For the past decade and a little bit longer, Canadian Banks have been a model of stable growth and security for investors. Their profits grow at the same rhythm as their dividend growth and they never jeopardized their financial health for the sake of investors’ greed. They were accused of being boring and conservative for several years until the market crashed in 2008. At that time, Canadians banks rose in the rankings to the top of the world’s safest banks as they found the perfect balance between security and profitability. If banks are the heart of an economy, it appears that Canada has the most solid blood pumping machine on the planet.

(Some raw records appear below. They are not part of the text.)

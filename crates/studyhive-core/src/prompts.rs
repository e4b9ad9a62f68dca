//! Prompt builders for the tutor and quiz flows.

use studyhive_schema::{AskQuestionRequest, QuizGenerateRequest};

pub const SYSTEM_TUTOR_STYLE: &str = "You are a friendly, patient tutor. Explain concepts simply, avoid jargon, define new terms, include one concrete example. Keep to 120\u{2013}150 words. Output JSON with keys: answer.text, answer.keyTerms[], answer.examples[], answer.readingLevel.";

pub fn build_qa_prompt(input: &AskQuestionRequest) -> String {
    let lang = input.locale.language_name();
    [
        format!("Language: {lang} (respond entirely in {lang})"),
        format!("Learner level: {}", input.level.as_str()),
        format!("Question: {}", input.question),
        SYSTEM_TUTOR_STYLE.to_string(),
        "Return only JSON as specified.".to_string(),
    ]
    .join("\n")
}

pub fn build_quiz_prompt(req: &QuizGenerateRequest) -> String {
    let lang = req.locale.language_name();
    let mut lines = vec![
        format!("You are an expert quiz generator for {lang} learners. Output ONLY valid JSON matching the schema described below."),
        format!("Language: {lang} (ALL content must be in {lang})."),
        format!("Learner level: {}. Use simpler wording for beginner; slightly deeper reasoning for intermediate.", req.level.as_str()),
        format!("Topic: {}", req.topic),
        "Create exactly 5 multiple-choice questions (MCQs) covering: definition/recall, misconception check, simple application or calculation, scenario-based reasoning, and a varied style conceptual question.".to_string(),
        "Each question must have: id (short slug), stem, options (array of 4 each with id in [A,B,C,D] and text), correctOptionId, explanation (<=60 words teaching why correct and why others are wrong briefly), and optional tags (1-3 concise topical tags).".to_string(),
        "Rules:".to_string(),
        "- Exactly 4 distinct option texts per question.".to_string(),
        "- Exactly one correctOptionId.".to_string(),
        "- No duplicate stems; keep stems <= 180 chars.".to_string(),
        "- Option text <= 120 chars.".to_string(),
        "- No markdown formatting, no numbering outside JSON.".to_string(),
        "- Avoid phrases like 'Correct answer:' in explanation.".to_string(),
        r#"Schema (JSON object): { "quiz": { "topic": string, "level": "beginner"|"intermediate", "locale": "en"|"hi"|"gu", "questions": [ { "id": string, "stem": string, "options": [{"id":"A"|"B"|"C"|"D","text":string}], "correctOptionId":"A"|"B"|"C"|"D", "explanation": string, "tags"?: string[] } ] } }"#.to_string(),
        "Return ONLY JSON. Do not wrap in code fences.".to_string(),
    ];
    if let Some(seed) = &req.seed {
        lines.push(format!("Seed (for determinism hint): {seed}"));
    }
    lines.join("\n")
}

#[cfg(test)]
mod tests {
    use super::*;
    use studyhive_schema::{Level, Locale};

    #[test]
    fn qa_prompt_names_language_and_question() {
        let prompt = build_qa_prompt(&AskQuestionRequest {
            question: "What is photosynthesis?".into(),
            level: Level::Beginner,
            locale: Locale::Hi,
        });
        assert!(prompt.contains("Language: Hindi"));
        assert!(prompt.contains("Question: What is photosynthesis?"));
        assert!(prompt.contains("Return only JSON"));
    }

    #[test]
    fn quiz_prompt_includes_seed_only_when_present() {
        let mut req = QuizGenerateRequest {
            topic: "Fractions".into(),
            level: Level::Intermediate,
            locale: Locale::En,
            seed: None,
        };
        let without = build_quiz_prompt(&req);
        assert!(!without.contains("Seed"));
        req.seed = Some("v2".into());
        let with = build_quiz_prompt(&req);
        assert!(with.contains("Seed (for determinism hint): v2"));
        assert!(with.contains("Topic: Fractions"));
    }
}
//! Brainstorming chat controller.
//!
//! Owns the conversation message list and drives one streamed exchange at a
//! time. The response arrives as newline-delimited JSON over a byte stream
//! whose read boundaries fall anywhere, so lines are buffered and parsed
//! only when complete; malformed lines are skipped, not fatal. A send can be
//! aborted at any point, after which no further chunks touch the message
//! list and the loading/streaming flags clear.

use std::sync::Arc;

use anyhow::Result;
use bytes::Bytes;
use futures_core::Stream;
use studyhive_schema::{ChatMessage, ChatRequest, ChatRole, ChatStreamChunk};
use tokio_stream::StreamExt;
use tokio_util::sync::CancellationToken;

use crate::events::EventSink;
use crate::history::{archive_chat_session, HistoryStore};

/// Most recent messages sent with one chat request.
const MAX_REQUEST_MESSAGES: usize = 32;

/// Incremental NDJSON decoder. Bytes go in, whole parsed lines come out;
/// a partial trailing line waits in the buffer for the next read.
#[derive(Default)]
pub struct NdjsonDecoder {
    buffer: String,
}

impl NdjsonDecoder {
    pub fn push(&mut self, bytes: &[u8]) -> Vec<ChatStreamChunk> {
        self.buffer.push_str(&String::from_utf8_lossy(bytes));
        let mut chunks = Vec::new();
        while let Some(pos) = self.buffer.find('\n') {
            let line: String = self.buffer.drain(..=pos).collect();
            let line = line.trim();
            if line.is_empty() {
                continue;
            }
            match serde_json::from_str::<ChatStreamChunk>(line) {
                Ok(chunk) => chunks.push(chunk),
                Err(e) => tracing::debug!("skipping malformed stream line: {e}"),
            }
        }
        chunks
    }

    /// Parse whatever is left after the stream ends.
    pub fn finish(&mut self) -> Option<ChatStreamChunk> {
        let line = std::mem::take(&mut self.buffer);
        let line = line.trim();
        if line.is_empty() {
            return None;
        }
        serde_json::from_str(line).ok()
    }
}

fn new_message(role: ChatRole, content: impl Into<String>) -> ChatMessage {
    ChatMessage {
        id: uuid::Uuid::new_v4().to_string(),
        role,
        content: content.into(),
        created_at: chrono::Utc::now().timestamp_millis(),
    }
}

pub struct ChatSession {
    messages: Vec<ChatMessage>,
    session_id: String,
    loading: bool,
    streaming: bool,
    error: Option<String>,
    last_transcript_language: Option<String>,
    cancel: CancellationToken,
    events: Arc<dyn EventSink>,
    history: Arc<dyn HistoryStore>,
}

impl ChatSession {
    pub fn new(events: Arc<dyn EventSink>, history: Arc<dyn HistoryStore>) -> Self {
        Self {
            messages: Vec::new(),
            session_id: uuid::Uuid::new_v4().to_string(),
            loading: false,
            streaming: false,
            error: None,
            last_transcript_language: None,
            cancel: CancellationToken::new(),
            events,
            history,
        }
    }

    /// Append the user's message and build the wire request for this turn.
    ///
    /// Returns `None` for blank input. The request holds the 32 most recent
    /// non-system messages plus, when the last transcript was not English, a
    /// trailing language directive.
    pub fn begin_send(&mut self, text: &str) -> Option<ChatRequest> {
        let text = text.trim();
        if text.is_empty() {
            return None;
        }
        self.error = None;
        self.messages.push(new_message(ChatRole::User, text));

        let mut outgoing: Vec<ChatMessage> = self
            .messages
            .iter()
            .filter(|m| m.role != ChatRole::System)
            .cloned()
            .collect();
        if outgoing.len() > MAX_REQUEST_MESSAGES {
            outgoing.drain(..outgoing.len() - MAX_REQUEST_MESSAGES);
        }
        if let Some(lang) = self
            .last_transcript_language
            .as_deref()
            .filter(|l| *l != "en")
        {
            outgoing.push(new_message(ChatRole::System, format!("Respond in {lang}.")));
        }

        self.loading = true;
        self.streaming = true;
        self.cancel = CancellationToken::new();
        Some(ChatRequest {
            messages: outgoing,
            session_id: self.session_id.clone(),
        })
    }

    /// Consume the NDJSON response body, growing the assistant message in
    /// arrival order. Stops on the terminal chunk, stream end, or abort.
    pub async fn apply_stream<S>(&mut self, body: S) -> Result<()>
    where
        S: Stream<Item = Result<Bytes>> + Unpin,
    {
        let assistant_id = {
            let msg = new_message(ChatRole::Assistant, "");
            let id = msg.id.clone();
            self.messages.push(msg);
            id
        };

        let cancel = self.cancel.clone();
        let mut body = body;
        let mut decoder = NdjsonDecoder::default();

        loop {
            let next = tokio::select! {
                _ = cancel.cancelled() => {
                    self.finish_turn();
                    return Ok(());
                }
                next = body.next() => next,
            };

            let Some(read) = next else {
                break;
            };
            let bytes = match read {
                Ok(bytes) => bytes,
                Err(e) => {
                    self.error = Some(e.to_string());
                    break;
                }
            };
            for chunk in decoder.push(&bytes) {
                if self.apply_chunk(&assistant_id, chunk) {
                    self.finish_turn();
                    return Ok(());
                }
            }
        }

        if let Some(chunk) = decoder.finish() {
            self.apply_chunk(&assistant_id, chunk);
        }
        self.finish_turn();
        Ok(())
    }

    /// Returns true when the terminal chunk arrived.
    fn apply_chunk(&mut self, assistant_id: &str, chunk: ChatStreamChunk) -> bool {
        if !chunk.content.is_empty() {
            if let Some(msg) = self.messages.iter_mut().find(|m| m.id == assistant_id) {
                msg.content.push_str(&chunk.content);
            }
        }
        if let Some(error) = chunk.error {
            self.error = Some(error);
        }
        chunk.done.unwrap_or(false)
    }

    fn finish_turn(&mut self) {
        self.loading = false;
        self.streaming = false;
    }

    /// Abort the in-flight send, if any.
    pub fn stop(&self) {
        self.cancel.cancel();
    }

    /// Handle for aborting from another task.
    pub fn cancel_handle(&self) -> CancellationToken {
        self.cancel.clone()
    }

    /// Archive the conversation into local history and start a fresh
    /// session.
    pub fn clear(&mut self) {
        if !self.messages.is_empty() {
            archive_chat_session(self.history.as_ref(), &self.session_id, &self.messages);
            self.events.record(
                "clear",
                serde_json::json!({ "sessionId": self.session_id }),
            );
        }
        self.messages.clear();
        self.session_id = uuid::Uuid::new_v4().to_string();
        self.error = None;
    }

    /// Re-send the most recent user message.
    pub fn regenerate(&mut self) -> Option<ChatRequest> {
        let last_user = self
            .messages
            .iter()
            .rev()
            .find(|m| m.role == ChatRole::User)?
            .content
            .clone();
        self.begin_send(&last_user)
    }

    /// Remember the language of the last voice transcript; non-English
    /// languages nudge the model to reply in kind.
    pub fn note_transcript_language(&mut self, language: &str) {
        self.last_transcript_language = Some(language.to_lowercase());
    }

    pub fn messages(&self) -> &[ChatMessage] {
        &self.messages
    }

    pub fn session_id(&self) -> &str {
        &self.session_id
    }

    pub fn is_loading(&self) -> bool {
        self.loading
    }

    pub fn is_streaming(&self) -> bool {
        self.streaming
    }

    pub fn error(&self) -> Option<&str> {
        self.error.as_deref()
    }
}

#[cfg(test)]
mod tests {
    use super::*;
    use crate::events::RecordingEventSink;
    use crate::history::{load_chat_history, MemoryHistoryStore};
    use std::time::Duration;

    fn session() -> ChatSession {
        ChatSession::new(
            Arc::new(RecordingEventSink::default()),
            Arc::new(MemoryHistoryStore::default()),
        )
    }

    fn body(parts: Vec<&str>) -> impl Stream<Item = Result<Bytes>> + Unpin {
        tokio_stream::iter(
            parts
                .into_iter()
                .map(|p| Ok(Bytes::copy_from_slice(p.as_bytes())))
                .collect::<Vec<_>>(),
        )
    }

    #[test]
    fn decoder_handles_split_lines() {
        let mut decoder = NdjsonDecoder::default();
        let first = decoder.push(b"{\"content\":\"hel");
        assert!(first.is_empty());
        let second = decoder.push(b"lo\"}\n{\"content\":\"world\"}\n");
        assert_eq!(second.len(), 2);
        assert_eq!(second[0].content, "hello");
        assert_eq!(second[1].content, "world");
    }

    #[test]
    fn decoder_skips_malformed_lines() {
        let mut decoder = NdjsonDecoder::default();
        let chunks = decoder.push(b"garbage\n{\"content\":\"ok\"}\n{broken\n");
        assert_eq!(chunks.len(), 1);
        assert_eq!(chunks[0].content, "ok");
    }

    #[test]
    fn decoder_finish_parses_unterminated_line() {
        let mut decoder = NdjsonDecoder::default();
        assert!(decoder.push(b"{\"content\":\"\",\"done\":true}").is_empty());
        let last = decoder.finish().unwrap();
        assert_eq!(last.done, Some(true));
    }

    #[test]
    fn begin_send_ignores_blank_and_windows_messages() {
        let mut s = session();
        assert!(s.begin_send("   ").is_none());

        for i in 0..40 {
            s.messages.push(new_message(ChatRole::User, format!("m{i}")));
        }
        let req = s.begin_send("latest").unwrap();
        assert_eq!(req.messages.len(), 32);
        assert_eq!(req.messages.last().unwrap().content, "latest");
        assert!(s.is_loading() && s.is_streaming());
    }

    #[test]
    fn begin_send_appends_language_directive() {
        let mut s = session();
        s.note_transcript_language("HI");
        let req = s.begin_send("hello").unwrap();
        let last = req.messages.last().unwrap();
        assert_eq!(last.role, ChatRole::System);
        assert_eq!(last.content, "Respond in hi.");

        s.note_transcript_language("en");
        let req = s.begin_send("again").unwrap();
        assert!(req.messages.iter().all(|m| m.role != ChatRole::System));
    }

    #[tokio::test]
    async fn apply_stream_grows_assistant_message_in_order() {
        let mut s = session();
        s.begin_send("hi").unwrap();
        s.apply_stream(body(vec![
            "{\"content\":\"Bra\"}\n{\"content\":\"instorm\"}\n",
            "{\"content\":\"ing!\"}\n",
            "{\"content\":\"\",\"done\":true}\n",
        ]))
        .await
        .unwrap();

        let assistant = s.messages().last().unwrap();
        assert_eq!(assistant.role, ChatRole::Assistant);
        assert_eq!(assistant.content, "Brainstorming!");
        assert!(!s.is_loading());
        assert!(!s.is_streaming());
        assert!(s.error().is_none());
    }

    #[tokio::test]
    async fn apply_stream_surfaces_error_chunk() {
        let mut s = session();
        s.begin_send("hi").unwrap();
        s.apply_stream(body(vec![
            "{\"content\":\"\",\"done\":true,\"error\":\"Model error\"}\n",
        ]))
        .await
        .unwrap();
        assert_eq!(s.error(), Some("Model error"));
        assert!(!s.is_streaming());
    }

    #[tokio::test(start_paused = true)]
    async fn abort_stops_applying_chunks() {
        let mut s = session();
        s.begin_send("hi").unwrap();
        let cancel = s.cancel_handle();

        let slow = Box::pin(async_stream::stream! {
            yield Ok(Bytes::from_static(b"{\"content\":\"first\"}\n"));
            tokio::time::sleep(Duration::from_secs(60)).await;
            yield Ok(Bytes::from_static(b"{\"content\":\"never\"}\n"));
        });

        tokio::spawn(async move {
            tokio::time::sleep(Duration::from_secs(1)).await;
            cancel.cancel();
        });

        s.apply_stream(slow).await.unwrap();
        let assistant = s.messages().last().unwrap();
        assert_eq!(assistant.content, "first");
        assert!(!s.is_loading());
        assert!(!s.is_streaming());
    }

    #[tokio::test]
    async fn clear_archives_and_rotates_session() {
        let history = Arc::new(MemoryHistoryStore::default());
        let events = Arc::new(RecordingEventSink::default());
        let mut s = ChatSession::new(events.clone(), history.clone());
        s.begin_send("What rhymes with ocean?").unwrap();
        s.apply_stream(body(vec![
            "{\"content\":\"motion\"}\n{\"content\":\"\",\"done\":true}\n",
        ]))
        .await
        .unwrap();

        let old_id = s.session_id().to_string();
        s.clear();

        assert!(s.messages().is_empty());
        assert_ne!(s.session_id(), old_id);
        let archived = load_chat_history(history.as_ref());
        assert_eq!(archived.len(), 1);
        assert_eq!(archived[0].id, old_id);
        assert_eq!(archived[0].messages.len(), 2);
        assert!(events.types().contains(&"clear".to_string()));
    }

    #[tokio::test]
    async fn clear_on_empty_session_archives_nothing() {
        let history = Arc::new(MemoryHistoryStore::default());
        let mut s = ChatSession::new(
            Arc::new(RecordingEventSink::default()),
            history.clone(),
        );
        s.clear();
        assert!(load_chat_history(history.as_ref()).is_empty());
    }

    #[test]
    fn regenerate_resends_last_user_message() {
        let mut s = session();
        s.begin_send("first question").unwrap();
        s.finish_turn();
        let req = s.regenerate().unwrap();
        assert_eq!(req.messages.last().unwrap().content, "first question");
        // The resent copy is appended to the conversation as well.
        assert_eq!(
            s.messages()
                .iter()
                .filter(|m| m.content == "first question")
                .count(),
            2
        );
    }
}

Canadian Banks Were the Place to Be – Is it Still the Case?
I’ve expressed my concerns about Canadian Banks a few times this year and haven’t changed my mind during my most recent asset allocation update. A simple look at the household debt-to-income ratio should convince you of my opinion:
As you can see, while the US debt ratio dropped during the crisis and was brought back close to 100%, the Canadian debt ratio has continued climbing higher and higher. Variable interest rates are not going up in 2013 but fixed mortgage rates started to climb. We saw several Canadian banks hitting their margin on those rates in order to attract new clients. The Canadian housing market is slowing down and banks can only steal customers from each other in order to grow their market share. This means they will continue to hurt their margin for the sake of acquiring new clients. A mature industry in a mature market; I don’t think there is much growth to be seen in the short term. You can see how Canadian banks have performed so far compared to the Canadian Index (everything is pretty is in slow motion right now).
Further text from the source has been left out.